- **REQUIRED WORK**
Every line holding the string "Result" is to be copied from the entries below.

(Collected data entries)
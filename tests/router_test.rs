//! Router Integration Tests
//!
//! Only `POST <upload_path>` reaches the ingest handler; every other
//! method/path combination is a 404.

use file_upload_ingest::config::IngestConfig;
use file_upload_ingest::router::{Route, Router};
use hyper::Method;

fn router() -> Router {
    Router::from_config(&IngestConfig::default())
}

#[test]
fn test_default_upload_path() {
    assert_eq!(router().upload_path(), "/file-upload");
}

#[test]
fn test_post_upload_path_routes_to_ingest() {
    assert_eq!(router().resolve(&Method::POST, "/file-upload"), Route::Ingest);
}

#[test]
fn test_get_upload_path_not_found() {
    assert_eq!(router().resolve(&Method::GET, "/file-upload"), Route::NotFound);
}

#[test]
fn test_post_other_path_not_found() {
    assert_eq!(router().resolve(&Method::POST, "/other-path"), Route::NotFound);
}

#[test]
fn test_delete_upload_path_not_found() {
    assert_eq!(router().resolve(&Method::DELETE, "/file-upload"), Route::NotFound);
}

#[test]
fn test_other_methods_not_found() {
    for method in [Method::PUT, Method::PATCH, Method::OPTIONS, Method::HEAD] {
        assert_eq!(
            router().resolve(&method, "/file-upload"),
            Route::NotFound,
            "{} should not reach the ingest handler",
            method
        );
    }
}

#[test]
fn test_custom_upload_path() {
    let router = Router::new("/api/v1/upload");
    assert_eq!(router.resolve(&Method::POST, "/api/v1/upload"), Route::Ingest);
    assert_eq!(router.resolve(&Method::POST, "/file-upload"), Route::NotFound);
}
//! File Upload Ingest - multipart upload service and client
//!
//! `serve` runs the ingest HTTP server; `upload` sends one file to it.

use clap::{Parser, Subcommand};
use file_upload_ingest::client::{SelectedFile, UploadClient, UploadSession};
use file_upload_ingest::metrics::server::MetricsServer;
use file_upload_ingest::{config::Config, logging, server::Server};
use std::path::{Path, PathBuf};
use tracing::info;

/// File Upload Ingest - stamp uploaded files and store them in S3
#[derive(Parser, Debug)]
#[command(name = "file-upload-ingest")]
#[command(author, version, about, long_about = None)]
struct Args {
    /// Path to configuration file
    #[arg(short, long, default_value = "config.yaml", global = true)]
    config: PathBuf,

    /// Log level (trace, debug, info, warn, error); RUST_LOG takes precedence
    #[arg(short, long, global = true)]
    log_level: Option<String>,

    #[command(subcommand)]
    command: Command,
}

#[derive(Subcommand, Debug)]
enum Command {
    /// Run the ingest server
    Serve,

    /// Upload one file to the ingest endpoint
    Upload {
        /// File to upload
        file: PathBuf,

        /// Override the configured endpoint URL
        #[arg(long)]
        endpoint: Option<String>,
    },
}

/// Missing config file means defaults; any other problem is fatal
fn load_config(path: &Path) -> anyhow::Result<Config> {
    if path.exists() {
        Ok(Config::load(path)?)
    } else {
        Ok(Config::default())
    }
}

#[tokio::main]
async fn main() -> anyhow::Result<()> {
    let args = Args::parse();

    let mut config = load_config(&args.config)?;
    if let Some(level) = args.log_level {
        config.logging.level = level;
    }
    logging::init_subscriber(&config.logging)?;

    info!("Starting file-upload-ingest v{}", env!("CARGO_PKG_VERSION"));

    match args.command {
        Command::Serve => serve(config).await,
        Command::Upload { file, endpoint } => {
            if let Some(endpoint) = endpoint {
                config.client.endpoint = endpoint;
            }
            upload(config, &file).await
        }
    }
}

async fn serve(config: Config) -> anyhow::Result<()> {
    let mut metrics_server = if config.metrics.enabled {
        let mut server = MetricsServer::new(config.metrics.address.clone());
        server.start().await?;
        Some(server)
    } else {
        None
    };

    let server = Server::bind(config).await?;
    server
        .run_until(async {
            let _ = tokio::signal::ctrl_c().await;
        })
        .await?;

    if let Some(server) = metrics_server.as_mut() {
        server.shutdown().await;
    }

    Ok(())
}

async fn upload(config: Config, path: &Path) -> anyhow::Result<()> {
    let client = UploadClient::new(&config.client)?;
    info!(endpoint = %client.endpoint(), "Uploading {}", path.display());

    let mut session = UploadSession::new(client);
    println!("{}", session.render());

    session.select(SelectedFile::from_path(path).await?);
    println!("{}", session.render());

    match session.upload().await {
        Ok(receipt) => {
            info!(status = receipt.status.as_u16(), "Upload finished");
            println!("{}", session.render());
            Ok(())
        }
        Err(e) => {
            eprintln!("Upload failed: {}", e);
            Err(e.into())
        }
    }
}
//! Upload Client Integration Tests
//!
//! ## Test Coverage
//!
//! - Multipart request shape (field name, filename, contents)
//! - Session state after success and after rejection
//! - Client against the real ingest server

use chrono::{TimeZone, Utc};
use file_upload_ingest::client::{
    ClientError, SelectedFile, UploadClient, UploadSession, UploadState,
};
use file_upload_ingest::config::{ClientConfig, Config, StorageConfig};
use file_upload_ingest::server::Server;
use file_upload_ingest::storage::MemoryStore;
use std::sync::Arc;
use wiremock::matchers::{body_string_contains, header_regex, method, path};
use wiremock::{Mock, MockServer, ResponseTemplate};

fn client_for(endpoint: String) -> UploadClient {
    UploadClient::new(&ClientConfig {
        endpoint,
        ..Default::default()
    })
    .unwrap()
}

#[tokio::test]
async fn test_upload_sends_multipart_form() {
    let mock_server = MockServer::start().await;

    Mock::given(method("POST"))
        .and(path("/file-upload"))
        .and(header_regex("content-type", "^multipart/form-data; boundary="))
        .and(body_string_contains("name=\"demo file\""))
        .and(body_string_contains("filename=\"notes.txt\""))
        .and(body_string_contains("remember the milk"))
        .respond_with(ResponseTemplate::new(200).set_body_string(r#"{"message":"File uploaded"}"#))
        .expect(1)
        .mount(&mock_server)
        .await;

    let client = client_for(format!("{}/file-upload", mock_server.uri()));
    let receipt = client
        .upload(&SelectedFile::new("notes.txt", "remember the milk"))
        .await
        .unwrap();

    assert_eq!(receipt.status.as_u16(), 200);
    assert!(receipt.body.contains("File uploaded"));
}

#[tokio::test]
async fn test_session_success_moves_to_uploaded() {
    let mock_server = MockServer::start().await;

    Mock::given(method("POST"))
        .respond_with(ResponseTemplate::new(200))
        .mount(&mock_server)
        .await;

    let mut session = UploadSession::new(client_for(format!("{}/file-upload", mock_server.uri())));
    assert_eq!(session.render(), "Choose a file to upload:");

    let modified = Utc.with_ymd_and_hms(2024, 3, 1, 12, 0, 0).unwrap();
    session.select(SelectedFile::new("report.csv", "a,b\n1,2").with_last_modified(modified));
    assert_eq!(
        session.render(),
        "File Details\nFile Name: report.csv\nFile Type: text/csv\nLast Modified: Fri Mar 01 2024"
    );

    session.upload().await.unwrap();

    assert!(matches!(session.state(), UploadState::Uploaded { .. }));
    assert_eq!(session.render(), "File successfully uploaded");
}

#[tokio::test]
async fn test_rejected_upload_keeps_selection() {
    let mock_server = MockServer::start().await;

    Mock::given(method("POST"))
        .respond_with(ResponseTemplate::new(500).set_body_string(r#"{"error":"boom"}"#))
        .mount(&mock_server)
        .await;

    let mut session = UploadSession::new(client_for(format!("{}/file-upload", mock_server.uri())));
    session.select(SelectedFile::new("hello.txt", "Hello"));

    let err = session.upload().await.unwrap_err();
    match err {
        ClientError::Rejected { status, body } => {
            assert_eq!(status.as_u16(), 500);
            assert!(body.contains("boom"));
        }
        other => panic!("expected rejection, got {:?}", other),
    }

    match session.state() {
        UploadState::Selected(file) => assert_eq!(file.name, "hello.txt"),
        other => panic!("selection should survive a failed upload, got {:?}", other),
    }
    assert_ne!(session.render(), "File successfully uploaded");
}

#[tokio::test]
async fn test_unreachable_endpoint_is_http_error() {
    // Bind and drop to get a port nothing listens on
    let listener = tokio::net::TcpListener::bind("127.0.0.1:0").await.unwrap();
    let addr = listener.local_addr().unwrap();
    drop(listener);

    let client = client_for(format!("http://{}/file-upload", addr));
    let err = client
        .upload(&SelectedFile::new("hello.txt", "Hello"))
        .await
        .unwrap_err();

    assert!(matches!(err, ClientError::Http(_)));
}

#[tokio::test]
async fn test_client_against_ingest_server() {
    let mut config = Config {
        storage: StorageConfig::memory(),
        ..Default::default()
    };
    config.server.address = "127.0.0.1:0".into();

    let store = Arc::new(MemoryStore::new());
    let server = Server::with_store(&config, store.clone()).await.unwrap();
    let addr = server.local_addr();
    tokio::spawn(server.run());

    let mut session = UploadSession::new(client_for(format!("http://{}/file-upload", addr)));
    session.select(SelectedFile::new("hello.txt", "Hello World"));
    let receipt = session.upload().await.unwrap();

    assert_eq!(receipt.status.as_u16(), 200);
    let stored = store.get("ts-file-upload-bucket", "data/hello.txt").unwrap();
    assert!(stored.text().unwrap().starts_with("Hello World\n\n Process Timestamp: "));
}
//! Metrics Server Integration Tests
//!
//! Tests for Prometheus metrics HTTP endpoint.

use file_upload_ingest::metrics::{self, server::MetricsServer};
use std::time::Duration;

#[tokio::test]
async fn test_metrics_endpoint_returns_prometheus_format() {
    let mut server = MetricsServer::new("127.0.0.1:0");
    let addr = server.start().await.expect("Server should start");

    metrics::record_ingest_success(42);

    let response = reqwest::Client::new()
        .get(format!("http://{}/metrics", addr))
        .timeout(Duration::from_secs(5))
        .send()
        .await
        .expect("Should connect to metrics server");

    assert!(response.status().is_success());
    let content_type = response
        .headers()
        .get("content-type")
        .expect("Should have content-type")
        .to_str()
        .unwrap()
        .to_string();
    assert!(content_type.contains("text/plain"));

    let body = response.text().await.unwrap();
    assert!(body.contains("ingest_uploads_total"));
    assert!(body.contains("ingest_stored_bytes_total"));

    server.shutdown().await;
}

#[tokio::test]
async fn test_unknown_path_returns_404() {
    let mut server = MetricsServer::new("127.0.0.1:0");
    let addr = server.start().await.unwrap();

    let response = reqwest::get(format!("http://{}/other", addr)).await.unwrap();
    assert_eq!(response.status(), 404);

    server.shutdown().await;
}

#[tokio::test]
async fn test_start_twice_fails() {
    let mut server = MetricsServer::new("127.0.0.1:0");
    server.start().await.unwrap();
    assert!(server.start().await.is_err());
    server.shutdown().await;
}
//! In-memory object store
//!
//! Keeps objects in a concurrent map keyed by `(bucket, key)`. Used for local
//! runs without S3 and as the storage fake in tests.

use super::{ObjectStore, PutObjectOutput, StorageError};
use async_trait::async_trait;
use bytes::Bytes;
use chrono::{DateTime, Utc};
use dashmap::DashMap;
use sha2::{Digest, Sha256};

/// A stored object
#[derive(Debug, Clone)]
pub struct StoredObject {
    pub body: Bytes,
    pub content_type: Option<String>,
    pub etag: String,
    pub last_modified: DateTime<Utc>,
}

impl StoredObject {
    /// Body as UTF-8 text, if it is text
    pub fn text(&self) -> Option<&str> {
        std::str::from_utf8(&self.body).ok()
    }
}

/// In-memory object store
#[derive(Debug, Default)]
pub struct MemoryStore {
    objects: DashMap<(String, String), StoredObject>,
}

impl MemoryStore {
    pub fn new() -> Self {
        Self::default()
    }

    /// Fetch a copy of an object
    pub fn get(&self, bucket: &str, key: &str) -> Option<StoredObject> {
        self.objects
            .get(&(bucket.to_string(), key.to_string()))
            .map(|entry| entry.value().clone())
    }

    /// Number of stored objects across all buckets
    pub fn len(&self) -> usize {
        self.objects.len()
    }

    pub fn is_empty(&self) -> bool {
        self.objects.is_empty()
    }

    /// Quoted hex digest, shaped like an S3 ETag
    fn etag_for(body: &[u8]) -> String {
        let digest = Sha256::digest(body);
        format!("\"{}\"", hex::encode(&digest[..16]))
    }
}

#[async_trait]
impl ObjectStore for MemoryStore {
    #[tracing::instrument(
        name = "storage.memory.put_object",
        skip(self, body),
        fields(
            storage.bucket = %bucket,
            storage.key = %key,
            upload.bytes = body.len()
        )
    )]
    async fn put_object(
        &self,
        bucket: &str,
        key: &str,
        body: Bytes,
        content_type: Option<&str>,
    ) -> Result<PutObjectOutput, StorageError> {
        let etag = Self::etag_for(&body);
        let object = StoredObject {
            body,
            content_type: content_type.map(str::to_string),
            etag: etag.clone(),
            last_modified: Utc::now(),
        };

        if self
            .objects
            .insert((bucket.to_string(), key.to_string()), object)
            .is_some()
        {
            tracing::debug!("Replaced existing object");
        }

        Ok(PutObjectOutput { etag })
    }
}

- **WRITTEN ANSWER**
fn load_config(path: &Path) -> anyhow::Result<Config> {
async fn main() -> anyhow::Result<()> {
async fn serve(config: Config) -> anyhow::Result<()> {
async fn upload(config: Config, path: &Path) -> anyhow::Result<()> {
    ) -> Result<PutObjectOutput, StorageError> {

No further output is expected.